The embryologist walks in.
"We collected 14 eggs, do you still wish to egg share"
Of course, we reply.
"Ok, 7 eggs will be randomly chosen for you, and 7 for the egg recipient", "there is, however a small problem!" oh God. what now?
"Catch, your sperm is very poor, have you been ill recently?"
"WHAT?...........MY SPERMS ALWAYS BEEN BLOODY BRILLIANT! (even if I do say so myself!)
"the count is 9million - it WAS 90million, the Motility is 12% - it WAS 83%! Are you able to give another sample?"
"Well, I usually give it a little longer but I'll have a go!" (I can't believe this......... I thought I'd done my bit"
Off I go and at 13.45pm sample 2 is signed off....... I return to Angie..........
"All this pain.........blaa blaa blaa.................... your sperm no good...........blaa blaa blaa........................ told  you we should have gone without longer...........blaa blaa blaa" Sorry darling, we'll know in 45 mins!

15.10pm
An hour and a half of silence was broken only by the arrival of a cup of tea some sandwiches.

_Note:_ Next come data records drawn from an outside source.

use std::any::Any;

use pylens_base::{LensError, Result, Rollbackable};
use pylens_item::{Item, Value};

use crate::alignment::Alignment;
use crate::slots::Slots;

/// Items carry labels; on unwrap, converted to a map keyed by label.
/// Storing an unlabeled item is a fatal error (§4.4).
#[derive(Debug, Clone, Default)]
pub struct MapContainer {
    slots: Slots,
    label: Option<String>,
    alignment: Alignment,
}

impl MapContainer {
    pub fn new(alignment: Alignment) -> Self {
        MapContainer {
            slots: Slots::new(),
            label: None,
            alignment,
        }
    }

    pub fn prepare_for_put(entries: Vec<(String, Item)>, alignment: Alignment) -> Self {
        let mut c = MapContainer::new(alignment);
        for (key, mut item) in entries {
            item.enable_meta().label = Some(key);
            c.slots.push(item);
        }
        c
    }

    /// Fatal (`LensError::Programmer`) if `item` carries no label: a map
    /// container cannot key an item it has no label for.
    pub fn store(&mut self, item: Item) -> Result<()> {
        if item.meta.as_ref().is_some_and(|m| m.is_label) {
            self.label = item.value.as_str().map(str::to_string);
            return Ok(());
        }
        let has_label = item
            .meta
            .as_ref()
            .is_some_and(|m| m.label.is_some() || m.attr_label.is_some());
        if !has_label {
            tracing::error!(target: "containers.map", ?item, "unlabeled_store");
            return Err(LensError::Programmer(
                "map container received an item with no label".into(),
            ));
        }
        self.slots.push(item);
        Ok(())
    }

    pub fn candidates(&self, label: Option<&str>) -> Vec<usize> {
        self.slots.candidates(label, self.alignment)
    }

    pub fn remove(&mut self, index: usize) -> Result<Item> {
        self.slots
            .remove(index)
            .ok_or_else(|| LensError::NoTokenToConsume("map container slot already consumed".into()))
    }

    pub fn peek(&self, index: usize) -> Option<&Item> {
        self.slots.get(index)
    }

    pub fn is_fully_consumed(&self) -> bool {
        self.slots.is_fully_consumed()
    }

    pub fn container_label(&self) -> Option<&str> {
        self.label.as_deref()
    }

    pub fn take_label(&mut self) -> Option<String> {
        self.label.take()
    }

    pub fn set_initial_label(&mut self, label: Option<String>) {
        self.label = label;
    }

    pub fn len(&self) -> usize {
        self.slots.len()
    }

    pub fn unwrap(&mut self) -> Value {
        let entries = self
            .slots
            .drain_in_order()
            .into_iter()
            .map(|item| {
                let key = item
                    .meta
                    .as_ref()
                    .and_then(|m| m.label.clone())
                    .unwrap_or_default();
                (key, item)
            })
            .collect();
        Value::Map(entries)
    }
}

impl Rollbackable for MapContainer {
    fn snapshot(&self) -> Box<dyn Any> {
        Box::new((self.slots.clone(), self.label.clone()))
    }

    fn restore(&mut self, state: Box<dyn Any>) {
        if let Ok(boxed) = state.downcast::<(Slots, Option<String>)>() {
            let (slots, label) = *boxed;
            self.slots = slots;
            self.label = label;
        }
    }

    fn state_eq(&self, a: &dyn Any, b: &dyn Any) -> bool {
        match (
            a.downcast_ref::<(Slots, Option<String>)>(),
            b.downcast_ref::<(Slots, Option<String>)>(),
        ) {
            (Some(a), Some(b)) => a == b,
            _ => false,
        }
    }
}

#[cfg(test)]
mod tests {
    use super::*;
    use pylens_item::ItemMeta;

    #[test]
    fn unlabeled_item_is_rejected() {
        let mut c = MapContainer::new(Alignment::Model);
        let err = c.store(Item::new(Value::Int(1))).unwrap_err();
        assert!(!err.is_rollback_safe());
    }

    #[test]
    fn store_then_unwrap_keys_by_label() {
        let mut c = MapContainer::new(Alignment::Source);
        c.store(Item::with_meta(
            Value::Int(1),
            ItemMeta::default().with_label("number"),
        ))
        .unwrap();
        c.store(Item::with_meta(
            Value::Str("a".into()),
            ItemMeta::default().with_label("character"),
        ))
        .unwrap();
        let Value::Map(entries) = c.unwrap() else {
            panic!("expected map");
        };
        assert_eq!(entries[0].0, "number");
        assert_eq!(entries[1].0, "character");
    }
}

The embryologist is back.....
"Much better sample, we can fertilize with these.................... we'll ring you tomorrow morning to tell you how many have been successful, we expect 5 from the 7. If 1 or 2 you'll have the eggs in on Thursday, if 3 or more we'll wait until Friday and choose the best 2!".
What a huge relief, I couldn't bare the thought that we might have had to cancel the cycle just because my sperm count was low/poor. As a matter of interest, we asked, Why was it low?
It seems that, by abstaining for 4 days, when we usually are much more frequent, the sperm had died as it was used to being replaced much quicker! Therefore we should have continued as normal!

So away we finally came at about 4 o'clock. We have a nerve wracking night ahead. Our little embryos were created at 15.20pm this afternoon, we're just hoping that at least 2 of them make it through the night and then we'll take it from there!

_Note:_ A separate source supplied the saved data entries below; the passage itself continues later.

//! The GET/PUT dispatch engine (§4.5-§4.8): one pair of recursive functions
//! matching exhaustively over [`LensKind`], plus the container-mediated
//! helpers (`container_get`/`container_put`) that let a composite lens defer
//! "which item?" to whatever container it's filling or draining.

use std::cell::Cell;
use std::rc::Rc;

use pylens_base::display::escape_for_display;
use pylens_base::{check_consumption, ConcreteInputReader, LensError, Result, Rollbackable};
use pylens_containers::{Alignment, Container, ContainerKind};
use pylens_item::{Item, Value, ValueKind};

use crate::lens::LensKind;
use crate::options::LensType;
use crate::Lens;

fn container_kind_of(ty: Option<&LensType>) -> Option<ContainerKind> {
    match ty {
        Some(LensType::List) => Some(ContainerKind::List),
        Some(LensType::Map) => Some(ContainerKind::Map),
        Some(LensType::Object(schema)) => Some(ContainerKind::Object(schema.clone())),
        _ => None,
    }
}

/// §9 Design Notes: a general object container defaults to SOURCE alignment;
/// list/map default to MODEL, matching `AbstractContainer`'s default vs.
/// `LensObject`'s override in the Python source.
fn default_alignment(kind: &ContainerKind) -> Alignment {
    match kind {
        ContainerKind::Object(_) => Alignment::Source,
        _ => Alignment::Model,
    }
}

fn cast_value(value: Value, ty: &LensType) -> Result<Value> {
    match (ty, value) {
        (LensType::Str, v @ Value::Str(_)) => Ok(v),
        (LensType::Int, Value::Str(s)) => s
            .trim()
            .parse::<i64>()
            .map(Value::Int)
            .map_err(|_| LensError::NoMatch(format!("cannot parse '{s}' as an integer"))),
        (LensType::Int, v @ Value::Int(_)) => Ok(v),
        (LensType::Float, Value::Str(s)) => s
            .trim()
            .parse::<f64>()
            .map(Value::Float)
            .map_err(|_| LensError::NoMatch(format!("cannot parse '{s}' as a float"))),
        (LensType::Float, v @ Value::Float(_)) => Ok(v),
        (LensType::Bool, Value::Str(s)) => match s.as_str() {
            "true" | "True" => Ok(Value::Bool(true)),
            "false" | "False" => Ok(Value::Bool(false)),
            other => Err(LensError::NoMatch(format!("cannot parse '{other}' as a bool"))),
        },
        (LensType::Bool, v @ Value::Bool(_)) => Ok(v),
        (LensType::List, v @ Value::List(_)) => Ok(v),
        (LensType::Map, v @ Value::Map(_)) => Ok(v),
        (LensType::Object(_), v @ Value::Map(_)) => Ok(v),
        (_, other) => Err(LensError::Programmer(format!(
            "value {other:?} does not match the lens's declared type"
        ))),
    }
}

Will keep you posted as things progress 

Next Day.................


20/10/04

Quick Update:

just a real quickie to let you know that out of the 7 eggs yesterday 1 was not mature, 2 didn't fertilize, but 4 are perfectly healthy embryo's sitting in a little dish in Sheffield waiting for us to bring 2 of em home on Friday at around 11.30am! 



Friday.......................

Well, we arrived at the hospital at 11.45am for our 12.15 appointment.

13.00 we finally get shown through to the pokey little room we'd spent hours in on Tuesday.
The Egg Share Coordinator comes through and we have to sign the final consent for saying that we do want the eggs to be transferred (well I think we're pretty sure by now!) and leads us into the theatre.
As we walk in there's a large screen on the left wall and there are our little embryo's all ready to go in. We can't believe how they changed already........ yesterday morning there were 3 x 2 Cell embryo's and 1 x 3 cell, overnight one perished but the best two (which were about to be transferred) were 7 and 8 cells! That is apparently a very good growth rate and is a sign that the embryo is healthy, this is why the two are chosen as it gives us our best possible chance.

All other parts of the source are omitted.